Capital gains tax changes send shockwaves through Canada's tech ecosystem


More than 150 leaders have already signed an open letter calling on federal authorities to change course.

More than 150 leaders have already signed an open letter from the Canadian Council of Innovators (CCI) calling on Ottawa to reverse the changes in response to the capital gains measures proposed in Budget 2024.

The Budget proposes to increase the inclusion rate that companies pay on capital gains from 50 per cent to 66.7 per cent from June 25, 2024. For individuals, the inclusion rate increases to one-third of capital gains over C$250,000.

I think it would be a mistake to further reduce Canada's competitiveness at such a critical time.

Michael Katchen, Wealthsimple

The government estimates the new measures will affect 0.13% of the population, or 40,000 people, and generate $19.4 billion in revenue for the government over the five years starting this year.

CCI President Ben Bergen said the federal government's proposed changes would have a dire impact on the innovation ecosystem.

Bergen said in an interview that Canada is already in a situation where access to capital is problematic, highlighting high interest rates and inflation as macroeconomic headwinds. [This] This could lead to some real risks as to whether local residents will continue to invest in the company.

Mr. Bergen argued that the proposed tax increases could irreparably harm Canada's innovation economy and lead to a loss of talent to more competitive regions such as the United States.

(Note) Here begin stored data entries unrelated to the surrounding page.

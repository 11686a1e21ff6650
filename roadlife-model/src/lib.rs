//! Roadlife Model
//!
//! Platform-agnostic road segment deterioration and treatment trigger model.
//! Segments are initialised from raw inventory rows, then advanced period by
//! period through increments (no works) and resets (a treatment applied).
//! Each period the model proposes scored treatments for a network optimiser
//! and reports routine maintenance. The host owns all persistence; state
//! travels between calls as a flat parameter map.

pub mod candidate;
pub mod config;
pub mod constants;
pub mod dates;
pub mod distress;
pub mod error;
pub mod indices;
pub mod inputs;
pub mod lifecycle;
pub mod lookups;
pub mod maintenance;
pub mod model;
pub mod numbers;
pub mod params;
pub mod piecewise;
pub mod roughness;
pub mod segment;
pub mod suitability;
pub mod treatments;
pub mod triggers;

// Re-export commonly used types
pub use candidate::{CandidateVerdict, HostSchedule, evaluate_candidate, refresh_candidate};
pub use config::{CandidateThresholds, ModelConstants, SuitabilityThresholds};
pub use distress::{
    CurveFitter, CurveParams, DistressKind, DistressModel, DistressSet, DistressState,
    LogisticCurveFitter,
};
pub use error::{ModelError, SegmentError};
pub use indices::compute_indices;
pub use inputs::{RawRow, segment_from_row};
pub use lifecycle::{ModelContext, TreatmentKind, increment, initialise, reset};
pub use lookups::{LookupTables, LookupValue};
pub use maintenance::routine_maintenance;
pub use model::RoadModel;
pub use params::{ParamValue, ParameterMap};
pub use piecewise::{ControlPoint, PiecewiseLinear};
pub use roughness::{IncrementSampler, InverseDistributionSampler, RoughnessMeasure};
pub use segment::{Segment, SegmentIndices, SurfaceClass, SurfaceFunction};
pub use suitability::{holding_score, preservation_score, rehabilitation_score};
pub use treatments::{TreatmentCatalog, TreatmentType};
pub use triggers::{ProposalList, TreatmentProposal, treatment_proposals};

In her budget, Finance Minister Chrystia Freeland also increased the lifetime capital gains exemption from $1 million to $1.25 million starting June 25, 2024, which will continue to be indexed to inflation. . Entrepreneurs can take advantage of this increase in conjunction with the newly proposed Canada Entrepreneurial Incentive. The program lowers the rate of eligibility for qualified capital gains of up to $2 million over a lifetime to 33.3 percent (increasing by $200,000 each year from inception). in 2025, until in 2034 he reaches $2 million).

According to the budget, the expanded lifetime capital gains exemption will give entrepreneurs a combined exemption of at least $3.25 million when they sell all or part of their business. Certain businesses, such as finance, insurance, real estate, food and lodging, arts, recreation, consulting, and personal care services, are not eligible for the proposed incentives.

Related: What's in Canadian tech in #Budget2024?

“Very I'm nervous.''

We talked about how Canada needs to become more competitive, but the new tax system, especially new forms of taxation that will further reduce Canada's competitiveness and discourage investment, some forms of Katchen said he was worried about introducing new taxes.

I think it would be a mistake to further reduce Canada's competitiveness at a critical time for us to embrace competition and productivity.

Tulip founder and chairman Ali Asaria said those opposed to the changes would only affect a small number of people and criticism would be distracting and polarize the conversation.

I'm a little scared to speak up about this issue because I know there are investors who are very upset that I said something. [on Twitter]Asaria said in an interview. We do not recommend that entrepreneurs try to optimize the capital gains exemption when forming a company. There are many other things to worry about.

Brett Chang, co-founder and CEO of Peak, shared a different perspective, saying that anyone who criticizes the new capital gains tax rate is saying it will only affect the wealthiest 0.01% of Canadians. He pointed out that the hysteria of lifetime capital gains exemption should be considered, rather than a policy that grants such benefits.

In a post on LinkedIn, Kim Furlong, CEO of the Canadian Venture Capital and Private Equity Association (CVCA), said the association was perplexed by the federal government's decision to increase capital gains taxes. The CVCA has vowed to work vigorously to reverse this decision.

Furlong argued that the measure, which would effectively tax innovation and risk-taking, would significantly weaken Canadians' entrepreneurial spirit, curb economic growth in key sectors of the economy and impact job creation. These policy changes undermine Canada's position in attracting the talent needed to grow and scale businesses in Canada.

National Angel Capital Organization board chair Mary Long-Irwin expects these changes will have a disproportionate impact on small-scale innovation ecosystems across Canada. He said the policy would keep small ecosystems small and discourage investment for growth. Entrepreneurs will face even greater challenges in building companies large enough to impact the nation. This tax increase will put a cap on entrepreneurship and encourage investors to invest in other areas.

Adam McNamara, former Shopify vice president of product and founding partner at Ramen Ventures, said the policy, as written, is a punitive punishment for Canada's high-growth startups.

Jack Newton, co-founder and CEO of Clio, argued that the measure would punish high-tech founders and employees, make Canada less competitive than the U.S., and argue that eligible small and medium-sized enterprises. He said a 20% tax on long-term capital gains, along with the stock exemption, could help entrepreneurs avoid it. All capital gains in the startup.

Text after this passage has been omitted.